Every time I look at my phone these days, the Zoom hate is everywhere. People can’t wait to get back to “real” life, where almost everything of consequence happens in person. My postsecondary student friends are daydreaming about returning to campus in the fall, all of my colleagues seem more than ready to have meetings around the boardroom table again, and my family is already planning crowded social events once everyone is vaccinated.

As for me, I miss the energy of in-person gatherings, a little, but I can’t deny that this “fake” life people can’t abandon quickly enough has been pretty kind to me, accustomed as I am to a world where showing up in person is perceived as essential. Demonstrating competence, commitment and success demands your physical presence, whether or not said presence is logistically required. That hasn’t worked out so well for me.

You see, I am not known for my in-person attendance record outside of work contexts.
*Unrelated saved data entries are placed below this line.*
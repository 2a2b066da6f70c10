// src/ipc/interception.rs - Intercept mode
use super::command::CommandSession;
use super::{Command, Connection, InterceptInit, IpcError};
use crate::code::{Code, CodeResult};
use crate::intercept::{InterceptDecision, InterceptRequest, InterceptionStage};
use crate::services::Services;
use serde::{Deserialize, Serialize};
use std::sync::Arc;
use tokio::sync::oneshot;

/// A code offered to the client. `result` is only present for executed codes.
#[derive(Debug, Clone, PartialEq, Serialize, Deserialize)]
#[serde(rename_all = "camelCase")]
pub struct InterceptedCode {
    pub stage: InterceptionStage,
    pub code: Code,
    #[serde(default, skip_serializing_if = "Option::is_none")]
    pub result: Option<CodeResult>,
}

fn decision(command: &Command) -> Option<InterceptDecision> {
    Some(match command {
        Command::Ignore => InterceptDecision::Ignore,
        Command::Resolve { message_type, content } => {
            InterceptDecision::Resolve(CodeResult::from_message(*message_type, content.clone()))
        }
        Command::Rewrite { code } => InterceptDecision::Rewrite(code.clone()),
        Command::Cancel => InterceptDecision::Cancel,
        _ => return None,
    })
}

pub async fn run(services: &Arc<Services>, conn: &mut Connection, init: InterceptInit) -> Result<(), IpcError> {
    let mut registration = services
        .interceptor
        .register(conn.id(), init.interception_mode, init.filter);
    let mut session = CommandSession::new(conn.id());

    let outcome = loop {
        tokio::select! {
            request = registration.next_request() => {
                let Some(request) = request else { break Ok(()) };
                match offer(services, conn, &mut session, request).await {
                    Ok(true) => {}
                    Ok(false) => break Ok(()),
                    Err(e) => break Err(e),
                }
            }
            command = conn.receive::<Command>() => match command {
                Ok(Some(command)) if decision(&command).is_some() => {
                    tracing::debug!("IPC#{}: Dropping stale {} decision", conn.id(), command.name());
                }
                Ok(Some(command)) => {
                    let result = session.execute(services, command).await;
                    if let Err(e) = conn.send_response(result).await {
                        break Err(e);
                    }
                }
                Ok(None) => break Ok(()),
                Err(IpcError::Json(e)) => {
                    if let Err(e) = conn.send_response(Err(IpcError::Json(e))).await {
                        break Err(e);
                    }
                }
                Err(e) => break Err(e),
            }
        }
    };
    drop(registration);
    session.release(services).await;
    outcome
}

/// Hand one code to the client and, for pre and post codes, wait for its
/// decision. Returns `false` once the client has disconnected.
async fn offer(
    services: &Arc<Services>,
    conn: &mut Connection,
    session: &mut CommandSession,
    request: InterceptRequest,
) -> Result<bool, IpcError> {
    let InterceptRequest {
        code,
        stage,
        result,
        respond_to,
    } = request;
    conn.send(&InterceptedCode { stage, code, result }).await?;
    let Some(mut respond_to) = respond_to else {
        return Ok(true);
    };

    session.set_inserting(true);
    let outcome = await_decision(services, conn, session, &mut respond_to).await;
    session.set_inserting(false);

    match outcome? {
        Some(decision) => {
            if respond_to.send(decision).is_err() {
                tracing::debug!("IPC#{}: Decision arrived after the code was done", conn.id());
            }
            Ok(true)
        }
        None if respond_to.is_closed() => Ok(true),
        None => Ok(false),
    }
}

/// Commands sent while a decision is pending are executed as inserted codes.
/// `None` means the client went away or the code no longer needs a decision.
async fn await_decision(
    services: &Arc<Services>,
    conn: &mut Connection,
    session: &mut CommandSession,
    respond_to: &mut oneshot::Sender<InterceptDecision>,
) -> Result<Option<InterceptDecision>, IpcError> {
    loop {
        let command = tokio::select! {
            _ = respond_to.closed() => {
                tracing::debug!("IPC#{}: Intercepted code was cancelled or timed out", conn.id());
                return Ok(None);
            }
            command = conn.receive::<Command>() => command,
        };
        let command = match command {
            Ok(Some(command)) => command,
            Ok(None) => return Ok(None),
            Err(IpcError::Json(e)) => {
                conn.send_response(Err(IpcError::Json(e))).await?;
                continue;
            }
            Err(e) => return Err(e),
        };
        if let Some(decision) = decision(&command) {
            return Ok(Some(decision));
        }
        let result = session.execute(services, command).await;
        conn.send_response(result).await?;
    }
}

#[cfg(test)]
mod tests {
    use super::*;
    use crate::code::{CodeChannel, MessageType};
    use crate::config::Config;
    use crate::ipc::handle_connection;
    use crate::services::test_support::{services, spawn_firmware};
    use serde_json::{Value, json};
    use std::time::Duration;
    use tokio::io::{AsyncBufReadExt, AsyncWriteExt, BufReader, DuplexStream, ReadHalf, WriteHalf, duplex};

    type Lines = tokio::io::Lines<BufReader<ReadHalf<DuplexStream>>>;

    async fn observer(services: &Arc<Services>, init: Value) -> (Lines, WriteHalf<DuplexStream>) {
        let (client, server) = duplex(64 * 1024);
        tokio::spawn(handle_connection(services.clone(), 9, server));
        let (read, mut write) = tokio::io::split(client);
        let mut lines = BufReader::new(read).lines();
        lines.next_line().await.unwrap().unwrap();
        write.write_all(format!("{}\n", init).as_bytes()).await.unwrap();
        let response: Value = serde_json::from_str(&lines.next_line().await.unwrap().unwrap()).unwrap();
        assert_eq!(response["success"], true);
        // registration happens right after the init response
        while services.interceptor.observer_count() == 0 {
            tokio::task::yield_now().await;
        }
        (lines, write)
    }

    async fn next_json(lines: &mut Lines) -> Value {
        let line = tokio::time::timeout(Duration::from_secs(1), lines.next_line()).await.unwrap().unwrap().unwrap();
        serde_json::from_str(&line).unwrap()
    }

    #[tokio::test]
    async fn test_pre_observer_resolves_code() {
        let (services, commands) = services(Config::default());
        let forwarded = spawn_firmware(commands);
        let (mut lines, mut write) =
            observer(&services, json!({ "mode": "intercept", "interceptionMode": "pre", "channels": ["HTTP"] })).await;

        let pending = tokio::spawn(services.submit(Code::parse("G28", CodeChannel::Http).unwrap()));
        let offered = next_json(&mut lines).await;
        assert_eq!(offered["stage"], "pre");
        assert_eq!(offered["code"]["major"], 28);

        write
            .write_all(b"{\"command\":\"Resolve\",\"type\":\"Success\",\"content\":\"ok\"}\n")
            .await
            .unwrap();
        let result = pending.await.unwrap();
        assert_eq!(result.to_string(), "ok");
        assert_eq!(result.messages()[0].message_type, MessageType::Success);
        assert!(forwarded.lock().unwrap().is_empty());
    }

    #[tokio::test]
    async fn test_inserted_code_runs_while_decision_is_pending() {
        let (services, commands) = services(Config::default());
        let forwarded = spawn_firmware(commands);
        let (mut lines, mut write) =
            observer(&services, json!({ "mode": "intercept", "interceptionMode": "pre", "filters": ["M291"] })).await;

        let pending = tokio::spawn(services.submit(Code::parse("M291 P\"hello\"", CodeChannel::Http).unwrap()));
        next_json(&mut lines).await;

        // the held code owns the channel's turn; an inserted code must not wait for it
        write
            .write_all(b"{\"command\":\"SimpleCode\",\"code\":\"M400\",\"channel\":\"HTTP\"}\n")
            .await
            .unwrap();
        let response = next_json(&mut lines).await;
        assert_eq!(response["success"], true);
        {
            let forwarded = forwarded.lock().unwrap();
            assert_eq!(forwarded.len(), 1);
            assert!(forwarded[0].flags.is_inserted);
        }

        write
            .write_all(b"{\"command\":\"Rewrite\",\"code\":{\"type\":\"M\",\"major\":292}}\n")
            .await
            .unwrap();
        let result = pending.await.unwrap();
        assert!(result.is_successful());
        let forwarded = forwarded.lock().unwrap();
        assert_eq!(forwarded.len(), 2);
        assert_eq!(forwarded[1].to_string(), "M292");
        assert_eq!(forwarded[1].channel, CodeChannel::Http);
    }

    #[tokio::test]
    async fn test_executed_observer_sees_result() {
        let (services, commands) = services(Config::default());
        spawn_firmware(commands);
        let (mut lines, _write) =
            observer(&services, json!({ "mode": "intercept", "interceptionMode": "executed" })).await;

        let result = services.submit(Code::parse("G4 S0", CodeChannel::Sbc).unwrap()).await;
        assert!(result.is_successful());
        let executed = next_json(&mut lines).await;
        assert_eq!(executed["stage"], "executed");
        assert_eq!(executed["code"]["major"], 4);
        assert_eq!(executed["result"], json!([]));
    }

    #[tokio::test]
    async fn test_disconnected_observer_releases_code() {
        let (services, commands) = services(Config::default());
        let forwarded = spawn_firmware(commands);
        let (mut lines, write) =
            observer(&services, json!({ "mode": "intercept", "interceptionMode": "post" })).await;

        let pending = tokio::spawn(services.submit(Code::parse("G1 X5", CodeChannel::Sbc).unwrap()));
        next_json(&mut lines).await;
        drop(write);
        drop(lines);

        let result = tokio::time::timeout(Duration::from_secs(1), pending).await.unwrap().unwrap();
        assert!(result.is_successful());
        assert_eq!(forwarded.lock().unwrap().len(), 1);
        while services.interceptor.observer_count() != 0 {
            tokio::task::yield_now().await;
        }
    }
}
Chronic pain sufferers often struggle with uneven energy reserves and mobility, and my subpar travel skills as a blind person don’t help. I was the kid who missed a staggering amount of school, forever behind and fighting to catch up. In university, when my pain levels were at their highest, I once missed two thirds of my classes in a single semester. Rarely did I commit myself to non-essential in-person events of any kind, because I hated the shame of last-minute cancellations. Just because people were mostly gracious didn’t mean they weren’t quietly categorizing me as flaky.

In the past year, my schedule has looked quite different. Social events every other week. Book clubs. Committee meetings. Resource group chats. Live readings and author interviews. I’m signing up to everything, planning potential presentations, even doing a little on-the-fly consulting work. I hardly recognize myself.

The difference, of course, is that everything is virtual now. I can attend a book club in Minnesota, watch a live performance in New York City, participate in a Q & A in Colorado. Signing up to serve on committees and resource groups, in and outside work, requires no more of me than an internet connection and my willingness to be useful. No taxis, no transit, no anxiety about finding the venue or locating a seat. No getting lost or looking foolish. Just logging in like everyone else.

If I’m in horrible pain and can’t travel? No problem. I medicate as needed, grit my teeth, and get through the meeting as well as I can. No one needs to know I’m attending from my bed. If my camera stays off, they don’t even need to know I’m blind, necessarily. (The way I am treated before versus after people find out is a story for a whole other post, by the way.)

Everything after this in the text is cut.